A Much-Needed Financial Slap in the Face

Financially, I’m coasting. I’m comfortable. And I know it’s dangerous.

I once knew what it felt like to survive on $1,000 a month. I’m making five times that now. Financially, my life is a cake walk. Technically, I can afford almost anything I want.

I don’t hesitate to pick up a three-dollar cup of coffee in the morning. I can afford it.

I don’t stop myself from impulsively buying the dress I saw in the window at Banana Republic. I can afford it.

I don’t scrutinize everything that goes into my shopping cart at the grocery store. I can afford it.

When I was living on $1,000 a month, each dollar I spent mattered. Each decision I made about where to and where not to spend my money, hurt like hell.
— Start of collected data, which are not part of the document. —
#[derive(Subcommand)]
enum TaskCommand {
    Create {
        #[arg(long)]
        project_id: String,
        #[arg(long)]
        title: String,
        #[arg(long)]
        description: String,
        #[arg(long)]
        priority: Option<String>,
        #[arg(long)]
        assignee: Option<String>,
    },
    Get {
        id: String,
    },
    Update {
        id: String,
        #[arg(long)]
        status: Option<String>,
        #[arg(long)]
        priority: Option<String>,
    },
    Delete {
        id: String,
    },
    List {
        #[arg(long)]
        project_id: String,
    },
    Stats {
        #[arg(long)]
        project_id: String,
    },
}

fn print_json<T: serde::Serialize>(value: &T) {
    match serde_json::to_string_pretty(value) {
        Ok(s) => println!("{s}"),
        Err(e) => eprintln!("failed to serialize output: {e}"),
    }
}

#[tokio::main]
async fn main() -> ExitCode {
    let cli = match Cli::try_parse() {
        Ok(cli) => cli,
        Err(e) => {
            // clap prints its own usage/help text; a parse failure is a
            // user error (bad flags/missing args) by the core's taxonomy.
            let _ = e.print();
            return ExitCode::from(1);
        }
    };

    tracing_subscriber::fmt()
        .with_env_filter(tracing_subscriber::EnvFilter::from_default_env())
        .with_writer(std::io::stderr)
        .init();

    let config = match Config::from_env().and_then(|c| {
        c.validate()?;
        Ok(c)
    }) {
        Ok(c) => c,
        Err(e) => {
            eprintln!("configuration error: {e}");
            return ExitCode::from(1);
        }
    };

    let services = match Dependencies::bootstrap(&config).await {
        Ok(deps) => deps.into_services(),
        Err(e) => {
            eprintln!("startup failed: {e}");
            return ExitCode::from(3);
        }
    };

    if let Command::Serve = &cli.command {
        return match memory_server::rpc::serve_stdio(services).await {
            Ok(()) => ExitCode::SUCCESS,
            Err(e) => {
                eprintln!("rpc loop failed: {e}");
                ExitCode::from(2)
            }
        };
    }

    match run_command(cli.command, &services).await {
        Ok(()) => ExitCode::SUCCESS,
        Err(e) => {
            eprintln!("error [{}]: {e}", e.code());
            ExitCode::from(e.exit_code() as u8)
        }
    }
}

async fn run_command(
    command: Command,
    services: &memory_core::wiring::Services,
) -> Result<(), ServiceError> {
    match command {
        Command::Serve => unreachable!("handled before dispatch"),
        Command::Memory(cmd) => run_memory_command(cmd, services).await,
        Command::Project(cmd) => run_project_command(cmd, services).await,
        Command::Session(cmd) => run_session_command(cmd, services).await,
        Command::Task(cmd) => run_task_command(cmd, services).await,
    }
}

fn memory_type_or_validation(s: &str) -> Result<memory_core::domain::MemoryType, ServiceError> {
    parse_memory_type(s).ok_or_else(|| ServiceError::Validation(format!("unknown memory type '{s}'")))
}

async fn run_memory_command(
    cmd: MemoryCommand,
    services: &memory_core::wiring::Services,
) -> Result<(), ServiceError> {
    match cmd {
        MemoryCommand::Create {
            project_id,
            session_id,
            memory_type,
            title,
            content,
            context,
            tags,
        } => {
            let memory = services
                .memory
                .create(CreateMemoryInput {
                    project_id,
                    session_id,
                    memory_type: memory_type_or_validation(&memory_type)?,
                    title,
                    content,
                    context,
                    tags,
                })
                .await?;
            print_json(&MemoryDto::from(memory));
        }
        MemoryCommand::Get { id } => {
            let memory = services.memory.get(&id).await?;
            print_json(&MemoryDto::from(memory));
        }
        MemoryCommand::Update {
            id,
            title,
            content,
            context,
            tags,
        } => {
            let memory = services
                .memory
                .update(
                    &id,
                    UpdateMemoryInput {
                        title,
                        content,
                        context,
                        tags,
                    },
                )
                .await?;
            print_json(&MemoryDto::from(memory));
        }
        MemoryCommand::Delete { id } => {
            services.memory.delete(&id).await?;
        }
        MemoryCommand::List {
            project_id,
            memory_type,
            tags,
        } => {
            let memories = services
                .memory
                .list(MemoryFilter {
                    project_id,
                    memory_type,
                    tags,
                    ..Default::default()
                })
                .await?;
            let dtos: Vec<MemoryDto> = memories.into_iter().map(Into::into).collect();
            print_json(&dtos);
        }
        MemoryCommand::Search {
            query,
            project_id,
            limit,
            threshold,
        } => {
            let results = services
                .memory
                .search(SearchInput {
                    query,
                    project_id,
                    memory_type: None,
                    tags: Vec::new(),
                    limit,
                    threshold,
                    time_filter: None,
                    include_archived: false,
                })
                .await?;
            let dtos: Vec<SearchResultDto> = results.into_iter().map(Into::into).collect();
            print_json(&dtos);
        }
        MemoryCommand::FindSimilar { id, limit } => {
            let results = services.memory.find_similar(&id, limit).await?;
            let dtos: Vec<SearchResultDto> = results.into_iter().map(Into::into).collect();
            print_json(&dtos);
        }
        MemoryCommand::Suggest {
            partial,
            project_id,
            limit,
        } => {
            let suggestions = services
                .memory
                .suggest(project_id.as_deref(), &partial, limit)
                .await?;
            print_json(&suggestions.into_iter().map(memory_server::dto::SuggestionDto::from).collect::<Vec<_>>());
        }
        MemoryCommand::Archive { id } => {
            let memory = services.memory.archive(&id).await?;
            print_json(&MemoryDto::from(memory));
        }
        MemoryCommand::Unarchive { id } => {
            let memory = services.memory.unarchive(&id).await?;
            print_json(&MemoryDto::from(memory));
        }
        MemoryCommand::Cleanup { project_id } => {
            let report = services.memory.cleanup(project_id.as_deref()).await?;
            print_json(&memory_server::dto::CleanupReportDto::from(report));
        }
    }
    Ok(())
}

async fn run_project_command(
    cmd: ProjectCommand,
    services: &memory_core::wiring::Services,
) -> Result<(), ServiceError> {
    match cmd {
        ProjectCommand::Init { path, description } => {
            let project = services
                .project
                .initialize(
                    &path,
                    InitializeProjectInput {
                        description,
                        language: None,
                        framework: None,
                    },
                )
                .await?;
            print_json(&ProjectDto::from(project));
        }
        ProjectCommand::Create {
            name,
            path,
            description,
        } => {
            let project = services
                .project
                .create(CreateProjectInput {
                    name,
                    path,
                    description,
                    language: None,
                    framework: None,
                })
                .await?;
            print_json(&ProjectDto::from(project));
        }
        ProjectCommand::Get { id } => {
            let project = services.project.get(&id).await?;
            print_json(&ProjectDto::from(project));
        }
        ProjectCommand::GetByPath { path } => {
            let project = services.project.get_by_path(&path).await?;
            print_json(&ProjectDto::from(project));
        }
        ProjectCommand::List => {
            let projects = services.project.list().await?;
            let dtos: Vec<ProjectDto> = projects.into_iter().map(Into::into).collect();
            print_json(&dtos);
        }
        ProjectCommand::Update {
            id,
            name,
            description,
        } => {
            let project = services
                .project
                .update(
                    &id,
                    UpdateProjectInput {
                        name,
                        description,
                        language: None,
                        framework: None,
                    },
                )
                .await?;
            print_json(&ProjectDto::from(project));
        }
        ProjectCommand::Delete { id } => {
            services
                .project
                .delete(&id, &services.memory, &services.session)
                .await?;
        }
    }
    Ok(())
}

async fn run_session_command(
    cmd: SessionCommand,
    services: &memory_core::wiring::Services,
) -> Result<(), ServiceError> {
    match cmd {
        SessionCommand::Start {
            project_id,
            task_description,
        } => {
            let session = services
                .session
                .start_session(&project_id, task_description, Vec::new())
                .await?;
            print_json(&SessionDto::from(session));
        }
        SessionCommand::Log {
            id,
            progress_type,
            message,
        } => {
            let progress_type = parse_progress_type(&progress_type).ok_or_else(|| {
                ServiceError::Validation(format!("unknown progress type '{progress_type}'"))
            })?;
            let session = services
                .session
                .log_progress(&id, LogProgressInput { progress_type, message })
                .await?;
            print_json(&SessionDto::from(session));
        }
        SessionCommand::Complete { id, outcome } => {
            let session = services.session.complete_session(&id, outcome, None).await?;
            print_json(&SessionDto::from(session));
        }
        SessionCommand::Abort { id, outcome } => {
            let session = services.session.abort_session(&id, outcome).await?;
            print_json(&SessionDto::from(session));
        }
        SessionCommand::Get { id } => {
            let session = services.session.get(&id).await?;
            print_json(&SessionDto::from(session));
        }
        SessionCommand::GetActive { project_id } => {
            let session = services.session.get_active(&project_id).await?;
            print_json(&session.map(SessionDto::from));
        }
        SessionCommand::List { project_id } => {
            let sessions = services
                .session
                .list(memory_core::store::SessionFilter {
                    project_id,
                    status: None,
                })
                .await?;
            let dtos: Vec<SessionDto> = sessions.into_iter().map(Into::into).collect();
            print_json(&dtos);
        }
    }
    Ok(())
}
But with that oppressive $1,000-a-month ceiling removed, I’ve gotten lazy. I’m less aware, less in-tune with my money. My financial choices don’t hurt as much, so I ignore the little leaks in my spending. I can afford it.

That needs to stop.

Masochistic as it sounds, I want to remember that pain – that financial constraint, that twinge of regret because I had to make a difficult choice with my money.
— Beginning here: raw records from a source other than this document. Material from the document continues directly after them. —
//! Relational Store: persists Projects, Memories, Sessions,
//! and the schema-migration record, backed by SQLite via `sqlx`.

mod error;
mod memories;
mod migrator;
mod projects;
mod rows;
mod sessions;

pub use error::StoreError;
pub use memories::MemoryFilter;
pub use migrator::{embedded_migrations, Migration, Migrator};
pub use sessions::SessionFilter;

use sqlx::sqlite::{SqliteConnectOptions, SqlitePoolOptions};
use sqlx::SqlitePool;
use std::path::Path;
use std::str::FromStr;

/// Owns the SQLite connection pool and exposes per-entity CRUD as inherent
/// methods (implemented across `projects.rs`/`memories.rs`/`sessions.rs`).
/// One `RelationalStore` per process, opened and migrated once at startup.
#[derive(Clone)]
pub struct RelationalStore {
    pool: SqlitePool,
}

impl RelationalStore {
    /// Opens (creating if absent) the SQLite file at `path` and applies
    /// every pending migration. A migration failure aborts startup —
    /// propagated here, not swallowed.
    pub async fn connect(path: &Path) -> Result<Self, StoreError> {
        let options = SqliteConnectOptions::from_str(&format!("sqlite://{}", path.display()))
            .map_err(|e| StoreError::Open {
                path: path.display().to_string(),
                source: e,
            })?
            .create_if_missing(true)
            .foreign_keys(true);

        let pool = SqlitePoolOptions::new()
            .max_connections(8)
            .connect_with(options)
            .await
            .map_err(|e| StoreError::Open {
                path: path.display().to_string(),
                source: e,
            })?;

        let store = Self { pool };
        let migrator = Migrator::new(store.pool.clone());
        migrator.run(&embedded_migrations()).await?;
        Ok(store)
    }

    /// Wraps an already-open pool (used by tests with `sqlite::memory:`),
    /// running migrations the same way `connect` does.
    pub async fn from_pool(pool: SqlitePool) -> Result<Self, StoreError> {
        let store = Self { pool };
        let migrator = Migrator::new(store.pool.clone());
        migrator.run(&embedded_migrations()).await?;
        Ok(store)
    }

    pub fn pool(&self) -> &SqlitePool {
        &self.pool
    }
}

/// SQLite's default compiled-in limit on bound parameters per statement;
/// batch `IN (...)` queries respect this.
pub const SQLITE_MAX_VARIABLE_NUMBER: usize = 999;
Most importantly, I want to remember the pain so that I have the motivation to never go back to hit my financial rock bottom again. Ever.

I remember life right after college… the trips to the grocery store, the decisions to fore-go fresh produce to save a few bucks. I remember the moments of hesitation in the pharmacy line, asking myself a question that no one should have to ask themselves: “Can I really afford my medication right now?”
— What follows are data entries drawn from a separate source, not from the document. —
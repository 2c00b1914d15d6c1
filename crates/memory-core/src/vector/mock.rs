use std::collections::HashMap;
use std::sync::RwLock;

use async_trait::async_trait;

use super::error::VectorIndexError;
use super::{cosine_similarity, Metadata, SearchHit, VectorIndex, VectorRecord};

#[derive(Clone)]
struct StoredPoint {
    vector: Vec<f32>,
    metadata: Metadata,
}

#[derive(Default)]
struct Collection {
    dimensions: usize,
    points: HashMap<String, StoredPoint>,
}

/// In-process vector index, bound as the startup fallback when the
/// remote probe fails. Backed by an `RwLock<HashMap<...>>` per
/// collection, with a `cosine_similarity`-then-sort-desc search shape.
#[derive(Default)]
pub struct MockVectorIndex {
    collections: RwLock<HashMap<String, Collection>>,
}

impl MockVectorIndex {
    pub fn new() -> Self {
        Self::default()
    }

    fn poisoned(collection: &str, message: &str) -> VectorIndexError {
        VectorIndexError::UpsertFailed {
            collection: collection.to_string(),
            message: message.to_string(),
        }
    }
}

#[async_trait]
impl VectorIndex for MockVectorIndex {
    async fn create_collection(
        &self,
        name: &str,
        dimensions: usize,
    ) -> Result<(), VectorIndexError> {
        let mut collections = self
            .collections
            .write()
            .map_err(|_| Self::poisoned(name, "lock poisoned"))?;
        collections.entry(name.to_string()).or_insert(Collection {
            dimensions,
            points: HashMap::new(),
        });
        Ok(())
    }

    async fn delete_collection(&self, name: &str) -> Result<(), VectorIndexError> {
        let mut collections = self
            .collections
            .write()
            .map_err(|_| Self::poisoned(name, "lock poisoned"))?;
        collections.remove(name);
        Ok(())
    }

    async fn list_collections(&self) -> Result<Vec<String>, VectorIndexError> {
        let collections = self
            .collections
            .read()
            .map_err(|_| Self::poisoned("<any>", "lock poisoned"))?;
        Ok(collections.keys().cloned().collect())
    }

    async fn collection_dimensions(&self, name: &str) -> Result<Option<usize>, VectorIndexError> {
        let collections = self
            .collections
            .read()
            .map_err(|_| Self::poisoned(name, "lock poisoned"))?;
        Ok(collections.get(name).map(|c| c.dimensions))
    }

    async fn store(&self, collection: &str, record: VectorRecord) -> Result<(), VectorIndexError> {
        self.batch_store(collection, vec![record]).await
    }

    async fn update(&self, collection: &str, record: VectorRecord) -> Result<(), VectorIndexError> {
        self.batch_store(collection, vec![record]).await
    }

    async fn delete(&self, collection: &str, id: &str) -> Result<(), VectorIndexError> {
        self.batch_delete(collection, std::slice::from_ref(&id.to_string()))
            .await
    }

    async fn batch_store(
        &self,
        collection: &str,
        records: Vec<VectorRecord>,
    ) -> Result<(), VectorIndexError> {
        let mut collections = self
            .collections
            .write()
            .map_err(|_| Self::poisoned(collection, "lock poisoned"))?;

        let coll = collections
            .get_mut(collection)
            .ok_or_else(|| VectorIndexError::CollectionNotFound {
                collection: collection.to_string(),
            })?;

        for record in &records {
            if record.vector.len() != coll.dimensions {
                return Err(VectorIndexError::InvalidDimension {
                    collection: collection.to_string(),
                    expected: coll.dimensions,
                    actual: record.vector.len(),
                });
            }
        }

        for record in records {
            coll.points.insert(
                record.id.clone(),
                StoredPoint {
                    vector: record.vector,
                    metadata: record.metadata,
                },
            );
        }

        Ok(())
    }

    async fn batch_delete(&self, collection: &str, ids: &[String]) -> Result<(), VectorIndexError> {
        let mut collections = self
            .collections
            .write()
            .map_err(|_| Self::poisoned(collection, "lock poisoned"))?;

        let coll = collections
            .get_mut(collection)
            .ok_or_else(|| VectorIndexError::CollectionNotFound {
                collection: collection.to_string(),
            })?;

        for id in ids {
            coll.points.remove(id);
        }
        Ok(())
    }

    async fn search(
        &self,
        collection: &str,
        vector: &[f32],
        limit: usize,
        threshold: f32,
    ) -> Result<Vec<SearchHit>, VectorIndexError> {
        let collections = self
            .collections
            .read()
            .map_err(|_| Self::poisoned(collection, "lock poisoned"))?;

        let coll = collections
            .get(collection)
            .ok_or_else(|| VectorIndexError::CollectionNotFound {
                collection: collection.to_string(),
            })?;

        let mut hits: Vec<SearchHit> = coll
            .points
            .iter()
            .map(|(id, point)| SearchHit {
                id: id.clone(),
                similarity: cosine_similarity(vector, &point.vector),
                metadata: point.metadata.clone(),
            })
            .filter(|hit| hit.similarity >= threshold)
            .collect();

        hits.sort_by(|a, b| {
            b.similarity
                .partial_cmp(&a.similarity)
                .unwrap_or(std::cmp::Ordering::Equal)
                .then_with(|| a.id.cmp(&b.id))
        });
        hits.truncate(limit);
        Ok(hits)
    }

    async fn health_probe(&self) -> Result<(), VectorIndexError> {
        Ok(())
    }
}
I think about these moments, and I get uncomfortable. And it helps me shake off my complacency.

I remember what it feels like to have money limit the way I want to live my life.

It reminds me that I will do everything in my power to never relive that again.

These memories are enough to keep me going, to stock away enough money for those “just in case moments,” to negotiate my ass off when it comes to my salary and to squeeze value out of every last dollar that comes my way.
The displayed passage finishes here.